Ahmed: Well, something I realized in the research for Sound of Metal, and being around these punk drummers and metal drummers with big scary tattoos and piercings and angry loud music, was understanding some of the traumas behind that music, some of the catharsis in that music. I think, for me, a big part of why I’m doing this and something that has led me to create a more personal place is to try and name your pain. Name the pain that made you so you can heal others, you know? There’s this great kind of interlude somber start of this recent J. Cole track, “The Climb Back,” that says: What are you doing this for? Are you doing this to get things, or to let them go? — I like to think maybe I’m trying to embrace the idea of letting go, and allowing that to inform the process.

Which can be very hard, and it feels counterintuitive to how we’ve normally understood ideas of success.

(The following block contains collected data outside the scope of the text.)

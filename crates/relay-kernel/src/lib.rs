//! Kernel Builder (C9, spec §4.9 step 3).

pub mod builder;
pub mod error;

pub use builder::{Kernel, KernelBuilder};
pub use error::{KernelError, KernelResult};
//! `POST /{name}/{ver}/invoke` and `.../invoke/stream` (spec §6.1, §4.9).

use std::convert::Infallible;
use std::sync::Arc;

use axum::Json;
use axum::extract::{Path, State};
use axum::http::{HeaderMap, StatusCode};
use axum::response::IntoResponse;
use axum::response::sse::{Event, KeepAlive, Sse};
use futures::{Stream, StreamExt};
use relay_core::ids::{RequestId, UserId};
use relay_core::signal::TurnOutcome;
use relay_runtime::{CancellationToken, TurnRequest};
use tokio_stream::wrappers::ReceiverStream;

use crate::app::AppState;
use crate::error::ApiError;
use crate::wire::{self, AuthChallengeResponse, CompletedResponse, ElicitationResponse, HitlResponse, UserMessage};

fn authorization_header(headers: &HeaderMap) -> Option<&str> {
    headers.get(axum::http::header::AUTHORIZATION).and_then(|v| v.to_str().ok())
}

async fn authorize(state: &AppState, headers: &HeaderMap) -> Result<UserId, ApiError> {
    Ok(state.authorizer.authorize_request(authorization_header(headers)).await?)
}

fn build_turn_request(state: &AppState, user_id: UserId, body: UserMessage, request_id: RequestId) -> TurnRequest {
    let task_id = body.task_id.as_deref().map(wire::parse_task_id);
    TurnRequest {
        user_id,
        task_id,
        request_id,
        message: body.into_single_item(),
        local_plugin_ids: state.local_plugin_ids.clone(),
        mcp_servers: state.mcp_servers.clone(),
    }
}

/// Resolves the task id a fresh turn landed on, so the response can carry it
/// even when the caller omitted `task_id` on the request.
async fn resolved_task_id(state: &AppState, request_id: &RequestId) -> String {
    state
        .orchestrator
        .task_id_for_request(request_id)
        .await
        .ok()
        .flatten()
        .map(|id| id.to_string())
        .unwrap_or_default()
}

async fn outcome_to_response(state: &AppState, request_id: &RequestId, outcome: TurnOutcome) -> axum::response::Response {
    let task_id = resolved_task_id(state, request_id).await;
    match outcome {
        TurnOutcome::Completed { output, total_tokens } => {
            Json(CompletedResponse { task_id, request_id: request_id.to_string(), output, total_tokens }).into_response()
        }
        TurnOutcome::HitlRequired { tool_calls } => Json(HitlResponse {
            approval_url: format!("/relay/v1/resume/{task_id}"),
            rejection_url: format!("/relay/v1/resume/{task_id}"),
            task_id,
            session_id: String::new(),
            request_id: request_id.to_string(),
            message: "one or more tool calls require approval".to_string(),
            tool_calls,
        })
        .into_response(),
        TurnOutcome::AuthRequired { challenges } => Json(AuthChallengeResponse {
            resume_url: format!("/relay/v1/resume/{task_id}"),
            task_id,
            session_id: String::new(),
            request_id: request_id.to_string(),
            message: "additional authorization is required".to_string(),
            auth_challenges: challenges,
        })
        .into_response(),
        TurnOutcome::ElicitationRequired { elicitation } => Json(ElicitationResponse {
            task_id,
            session_id: String::new(),
            message: elicitation.message,
            url: elicitation.url,
            requested_schema: elicitation.requested_schema,
        })
        .into_response(),
        other => (StatusCode::OK, Json(other)).into_response(),
    }
}

/// Cancels its token when dropped. Held by the handler's stack frame so that
/// a client disconnect (which axum handles by dropping the handler's future)
/// notifies the still-running, detached orchestrator task to abort — spec
/// §5's "request cancellation propagates as an abort signal".
struct CancelOnDrop(CancellationToken);

impl Drop for CancelOnDrop {
    fn drop(&mut self) {
        self.0.cancel();
    }
}

pub async fn invoke(
    State(state): State<Arc<AppState>>,
    Path((name, ver)): Path<(String, String)>,
    headers: HeaderMap,
    Json(body): Json<UserMessage>,
) -> Result<axum::response::Response, ApiError> {
    tracing::debug!(deployment = %name, version = %ver, "invoke");
    let user_id = authorize(&state, &headers).await?;
    let request_id = RequestId::generate();
    let req = build_turn_request(&state, user_id, body, request_id.clone());

    let cancel = CancellationToken::new();
    let _guard = CancelOnDrop(cancel.clone());
    let orchestrator = state.orchestrator.clone();
    let (tx, rx) = tokio::sync::oneshot::channel();
    tokio::spawn(async move {
        let _ = tx.send(orchestrator.run_turn_cancelable(req, cancel).await);
    });

    // Runs on the detached task above, not on this handler's future: if the
    // client disconnects, `rx.await` is what gets dropped, not the turn
    // itself, so an in-flight tool call still gets the chance to observe the
    // cancellation and persist `Canceled` before unwinding.
    let outcome = rx.await.map_err(|_| ApiError::new(StatusCode::INTERNAL_SERVER_ERROR, "turn task dropped before completing"))??;
    Ok(outcome_to_response(&state, &request_id, outcome).await)
}

pub async fn invoke_stream(
    State(state): State<Arc<AppState>>,
    Path((name, ver)): Path<(String, String)>,
    headers: HeaderMap,
    Json(body): Json<UserMessage>,
) -> Result<Sse<impl Stream<Item = Result<Event, Infallible>>>, ApiError> {
    tracing::debug!(deployment = %name, version = %ver, "invoke stream");
    let user_id = authorize(&state, &headers).await?;
    let request_id = RequestId::generate();
    let req = build_turn_request(&state, user_id, body, request_id);

    let (tx, rx) = tokio::sync::mpsc::channel(32);
    let orchestrator = state.orchestrator.clone();
    tokio::spawn(async move {
        if let Err(e) = orchestrator.run_turn_streaming(req, tx).await {
            tracing::warn!(error = %e, "streamed turn failed");
        }
    });

    let stream = ReceiverStream::new(rx).map(|outcome| {
        let data = serde_json::to_string(&outcome).unwrap_or_else(|_| "{}".to_string());
        Ok(Event::default().data(data))
    });
    Ok(Sse::new(stream).keep_alive(KeepAlive::default()))
}
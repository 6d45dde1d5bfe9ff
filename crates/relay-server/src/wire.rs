//! Wire payloads (spec §6.2).

use relay_core::ids::{ElicitationId, TaskId};
use relay_core::signal::{AuthChallenge, PendingToolCall};
use relay_core::task::MultiModalItem;
use serde::{Deserialize, Serialize};
use serde_json::Value;

/// `POST .../invoke` and `.../invoke/stream` request body.
#[derive(Debug, Clone, Deserialize)]
pub struct UserMessage {
    pub task_id: Option<String>,
    pub session_id: Option<String>,
    pub items: Vec<MultiModalItem>,
    #[serde(default)]
    pub user_context: std::collections::HashMap<String, String>,
}

impl UserMessage {
    /// The orchestrator's `TurnRequest` carries one `MultiModalItem` per
    /// turn; a request with more than one item folds them into a single
    /// text item by concatenation, newline-joined, rather than rejecting the
    /// request outright — batching distinct content chunks into one
    /// model-visible turn is not otherwise constrained by spec §6.2.
    pub fn into_single_item(mut self) -> MultiModalItem {
        if self.items.len() == 1 {
            return self.items.remove(0);
        }
        let joined = self
            .items
            .iter()
            .map(|item| item.content.as_str())
            .collect::<Vec<_>>()
            .join("\n");
        MultiModalItem::text(joined)
    }
}

#[derive(Debug, Clone, Deserialize)]
#[serde(tag = "action", rename_all = "snake_case")]
pub enum ResumeRequestBody {
    Approve,
    Reject { message: Option<String> },
    AuthComplete,
    ElicitationResponse { elicitation_id: String, content: Value },
}

#[derive(Debug, Clone, Serialize)]
pub struct AuthChallengeResponse {
    pub task_id: String,
    pub session_id: String,
    pub request_id: String,
    pub message: String,
    pub auth_challenges: Vec<AuthChallenge>,
    pub resume_url: String,
}

#[derive(Debug, Clone, Serialize)]
pub struct HitlResponse {
    pub task_id: String,
    pub session_id: String,
    pub request_id: String,
    pub message: String,
    pub approval_url: String,
    pub rejection_url: String,
    pub tool_calls: Vec<PendingToolCall>,
}

#[derive(Debug, Clone, Serialize)]
pub struct CompletedResponse {
    pub task_id: String,
    pub request_id: String,
    pub output: String,
    pub total_tokens: u64,
}

#[derive(Debug, Clone, Serialize)]
pub struct RejectedResponse {
    pub task_id: String,
    pub message: String,
}

#[derive(Debug, Clone, Serialize)]
pub struct ElicitationResponse {
    pub task_id: String,
    pub session_id: String,
    pub message: Option<String>,
    pub url: Option<String>,
    pub requested_schema: Option<Value>,
}

#[derive(Debug, Clone, Serialize)]
pub struct HealthResponse {
    pub status: String,
    pub uptime_seconds: u64,
    pub version: String,
}

pub(crate) fn parse_task_id(value: &str) -> TaskId {
    TaskId::new(value)
}

pub(crate) fn parse_elicitation_id(value: &str) -> ElicitationId {
    ElicitationId::new(value)
}
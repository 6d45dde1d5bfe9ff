pub mod health;
pub mod invoke;
pub mod oauth;
pub mod resume;
//! Typed access to environment-sourced settings (C1, spec §6.4).
//!
//! Simplified from `astrid-config::loader`'s multi-layer TOML-merge pipeline
//! (embedded defaults → `/etc` → `~/.astrid` → workspace restrictions → env
//! fallbacks) down to the flat env-var surface spec.md §6.4 actually names.
//! A full layered config file format is outside this spec's scope.

pub mod settings;

pub use settings::{BackendKind, Settings, SettingsError};
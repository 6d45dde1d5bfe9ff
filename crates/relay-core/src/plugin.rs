//! Catalog entities: `Plugin` and `PluginTool` (spec data model §3, C5).

use serde::{Deserialize, Serialize};

use crate::governance::Governance;

#[derive(Debug, Clone, Copy, PartialEq, Eq, Serialize, Deserialize)]
#[serde(rename_all = "lowercase")]
pub enum PluginType {
    Code,
    Mcp,
}

#[derive(Debug, Clone, PartialEq, Eq, Serialize, Deserialize)]
pub struct AuthRequirement {
    pub auth_server: String,
    pub scopes: Vec<String>,
}

#[derive(Debug, Clone, PartialEq, Eq, Serialize, Deserialize)]
pub struct PluginTool {
    pub tool_id: String,
    pub name: String,
    pub description: String,
    pub governance: Governance,
    pub auth: Option<AuthRequirement>,
}

#[derive(Debug, Clone, PartialEq, Eq, Serialize, Deserialize)]
pub struct Plugin {
    pub plugin_id: String,
    pub name: String,
    pub version: String,
    pub owner: String,
    pub plugin_type: PluginType,
    pub tools: Vec<PluginTool>,
}

impl Plugin {
    /// A minimal placeholder plugin, used when a dynamic tool is registered
    /// against a `plugin_id` that doesn't exist yet (spec §4.3).
    pub fn placeholder(plugin_id: impl Into<String>) -> Self {
        let plugin_id = plugin_id.into();
        Self {
            name: plugin_id.clone(),
            version: "0.0.0".to_string(),
            owner: "unknown".to_string(),
            plugin_type: PluginType::Code,
            tools: Vec::new(),
            plugin_id,
        }
    }
}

Ahmed: Yes. And it’s very tricky because the creative craft and the creative industry stand in opposition in terms of what they demand from you. A creative craft is about a state of flow where you negate your ego, transcend your ego, and are in a receptive state and a state of emptiness, really, so you can be an open vessel for what the canvas wants you to paint on it. Or what the beat wants you to rap onto it. And the creative industries are very much about enforcing and building up your ego and communicating a very kind of posterized self-image to the world, which isn’t a receptive state. It’s a state of pushing. It’s a state of armor. And so, there’s always this tension between the creative craft and creative careerism. They’re always kind of engaged in a bit of a dance.

Finally, I wanted to talk about the way music is so central to these projects. I feel like when you’re talking about finding an artistry that feels personal I keep thinking about an album like The Long Goodbye, which you released last year, or a song like “Once Kings,” which was tied to Mogul Mowgli’s release. Is music a way to unlock these other aspects of your work?

Ahmed: I think the way you do anything is the way you do everything. So I think there’s been an evolution in the way I approach music, as well as acting recently. I think, that with music I might have thought more about what I can contribute to the wider culture or what my community or my people might want from me or what my 18-year-old self wished existed and kind of trying to cater to that from a place that felt authentic and honest to me, but very much with one eye on the outside. David Bowie says that younger artists play to the gallery. I think now I’m thinking more about just what I need to get off my chest. I think there’s a real shift even from the Swet Shop Boys to The Long Goodbye, which is more personal, more emotional. And then from The Long Goodbye even to “Once Kings,” in terms of thinking more about how you can name your pains and share them with others in a way that might be healing. 

Rather than try and represent others, just present yourself, which, I think, takes time.


Sound of Metal is available now on Amazon Prime.